Campus speech codes are so ‘90s. Judicially rebuked and roundly ridiculed, they seemed to have become a dim and distant bad memory.

But not so fast…. In a hotly-contested 2-1 decision, the 9th Circuit Court of Appeals recently brought the old bogeyman back to life. The case, Harper v. Poway Unified School District, follows from a high school’s attempt to discipline a student who wore a shirt emblazoned with biblical messages about homosexuality in response to a gay rights event sanctioned by the school. While the discipline was mild, student Chase Harper nevertheless thought something important was at stake and filed suit, claiming that the school had abridged his rights under the First and Fourteenth Amendments.

The 9th Circuit asserted that Harper’s complaints were altogether without merit. Implicitly comparing his conduct to that of religious and racial bigots, the two judges in the majority offered not a glimmer of hope that Harper could succeed at trial.

The most relevant Supreme Court precedent for this case is Tinker v. Des Moines, where the Court said that student speech could reasonably be restricted if the expression “substantially interfere[d] with the work of the school or impinge[d] upon the rights of other students.” Nevertheless, the Court also said that “[i]n order for the state … to justify prohibition of a particular expression of opinion, it must be able to show that its action was caused by something more than a mere desire to avoid the discomfort and unpleasantness that always accompany an unpopular viewpoint.” In other words, causing “discomfort and unpleasantness” doesn’t violate anyone’s rights.

Two of the judges on the 9th Circuit disagree. In the Harper case, the judges have created a new right “to be free from certain kinds of offensive viewpoints,” in the words of First Amendment scholar Eugene Volokh. The feeling that might be engendered by the message on Harper’s shirt is, they say, akin to what African-American students consigned to segregated schools felt. According to one of the two judges, Judge Stephen Reinhardt, a school that permits students to wear messages like, “I will not accept what God has condemned” and “homosexuality is shameful, Romans 1:27,” in effect tells gays and lesbians that they are second-class citizens, depriving them of an equal educational opportunity.

Perhaps when he gets up a full head of steam, Judge Reinhardt will follow to its conclusion the logic of his comparison of student t-shirts to segregated schools. Not only may schools limit such student expressions, but they must, else psychologically vulnerable students will not live up to their full potential.
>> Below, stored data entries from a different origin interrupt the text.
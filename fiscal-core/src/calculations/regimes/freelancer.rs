//! Self-employed freelancer regime.
//!
//! | Step | Quantity |
//! |------|----------|
//! | 1    | Net yield before quota: revenue − deductible expenses |
//! | 2    | Monthly quota looked up on step 1 / 12, annualized × 12 |
//! | 3    | Net yield after quota: step 1 − annual quota |
//! | 4    | Allowance: min(rate × step 3, cap) |
//! | 5    | Taxable base: step 3 − allowance, floored at 0 |
//! | 6    | State and regional tax on the base |
//! | 7    | Net: taxable base − total tax |
//!
//! Step 4 is not floored, so a negative yield produces a negative allowance
//! that widens the base before the zero floor in step 5. Step 7 starts from
//! the taxable base, so the allowance is never added back to the net.

use rust_decimal::Decimal;

use crate::calculations::common::non_negative;
use crate::calculations::quota::{annual_quota, monthly};
use crate::calculations::regimes::IncomeTax;
use crate::{EngineParameters, FreelancerResult, SimulationInput, TaxTables};

/// Calculator for the freelancer derivation chain.
#[derive(Debug, Clone, Copy)]
pub struct FreelancerRegime<'a> {
    tables: &'a TaxTables,
    params: &'a EngineParameters,
}

impl<'a> FreelancerRegime<'a> {
    pub fn new(
        tables: &'a TaxTables,
        params: &'a EngineParameters,
    ) -> Self {
        Self { tables, params }
    }

    pub fn calculate(
        &self,
        input: &SimulationInput,
    ) -> FreelancerResult {
        let net_yield_before_quota = input.freelancer_revenue - input.freelancer_expenses;
        let (monthly_quota, annual_quota) =
            annual_quota(net_yield_before_quota, &self.tables.contribution);
        let net_yield_after_quota = net_yield_before_quota - annual_quota;

        let allowance = self.allowance(net_yield_after_quota);
        let taxable_base = non_negative(net_yield_after_quota - allowance);

        let tax = IncomeTax::assess(taxable_base, self.tables, &input.region);
        let total_tax = tax.total();

        FreelancerResult {
            revenue: input.freelancer_revenue,
            deductible_expenses: input.freelancer_expenses,
            net_yield_before_quota,
            monthly_yield: monthly(net_yield_before_quota),
            monthly_quota,
            annual_quota,
            net_yield_after_quota,
            allowance,
            taxable_base,
            state_tax: tax.state,
            regional_tax: tax.regional,
            total_tax,
            net: taxable_base - total_tax,
        }
    }

    /// Hard-to-justify expense allowance, capped from above only.
    fn allowance(
        &self,
        net_yield_after_quota: Decimal,
    ) -> Decimal {
        (net_yield_after_quota * self.params.allowance_rate).min(self.params.allowance_cap)
    }
}
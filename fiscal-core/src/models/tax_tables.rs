use std::collections::BTreeMap;

use rust_decimal::Decimal;
use serde::{Deserialize, Serialize};
use tracing::debug;

use crate::models::{BracketTable, ContributionSchedule, EngineParameters};

/// Corporate income tax rates.
#[derive(Debug, Clone, Copy, PartialEq, Eq, Serialize, Deserialize)]
pub struct CorporateRates {
    pub general: Decimal,
    pub new_entity: Decimal,
}

impl CorporateRates {
    pub fn rate_for(&self, is_new_company: bool) -> Decimal {
        if is_new_company {
            self.new_entity
        } else {
            self.general
        }
    }
}

/// Regional income tax scale resolved for a simulation.
#[derive(Debug, Clone, Copy)]
pub struct RegionalScale<'a> {
    /// Name of the table that was applied.
    pub name: &'a str,
    pub table: &'a BracketTable,
    /// True when the requested region was unknown and the fallback applied.
    pub is_fallback: bool,
}

/// Read-only tax reference data consumed by the regime simulator.
///
/// Built once at startup and shared between concurrent simulations. The
/// fallback regional table is held apart from the named regions so an
/// unknown region can always be resolved.
#[derive(Debug, Clone, PartialEq, Eq, Serialize)]
pub struct TaxTables {
    pub state: BracketTable,
    pub regions: BTreeMap<String, BracketTable>,
    pub fallback_region_name: String,
    pub fallback_region: BracketTable,
    pub contribution: ContributionSchedule,
    pub savings: BracketTable,
    pub corporate_rates: CorporateRates,
}

impl TaxTables {
    /// Resolves the regional scale, substituting the fallback table for
    /// regions missing from the reference data.
    pub fn regional_scale(
        &self,
        region: &str,
    ) -> RegionalScale<'_> {
        match self.regions.get_key_value(region) {
            Some((name, table)) => RegionalScale {
                name: name.as_str(),
                table,
                is_fallback: false,
            },
            None => {
                debug!(
                    region,
                    fallback = %self.fallback_region_name,
                    "region not in reference data, using fallback scale"
                );
                RegionalScale {
                    name: self.fallback_region_name.as_str(),
                    table: &self.fallback_region,
                    is_fallback: true,
                }
            }
        }
    }

    /// Region names a caller may offer, fallback included.
    pub fn region_names(&self) -> impl Iterator<Item = &str> {
        self.regions
            .keys()
            .map(String::as_str)
            .chain(std::iter::once(self.fallback_region_name.as_str()))
    }
}

/// Everything the engine needs from the external dataset.
#[derive(Debug, Clone, PartialEq, Eq, Serialize)]
pub struct ReferenceData {
    pub tables: TaxTables,
    pub parameters: EngineParameters,
}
The limitations he articulates here are restricted to “instances of derogatory and injurious remarks directed at students’ minority status such as race, religion, and sexual orientation” that occur in the elementary and secondary settings.

The good news is that such restrictions on speech aren’t justified in higher education. That vampire is still in the coffin. The bad news is that viewpoint discrimination is permitted. The school can protect minorities without extending the same, er, courtesy to majorities.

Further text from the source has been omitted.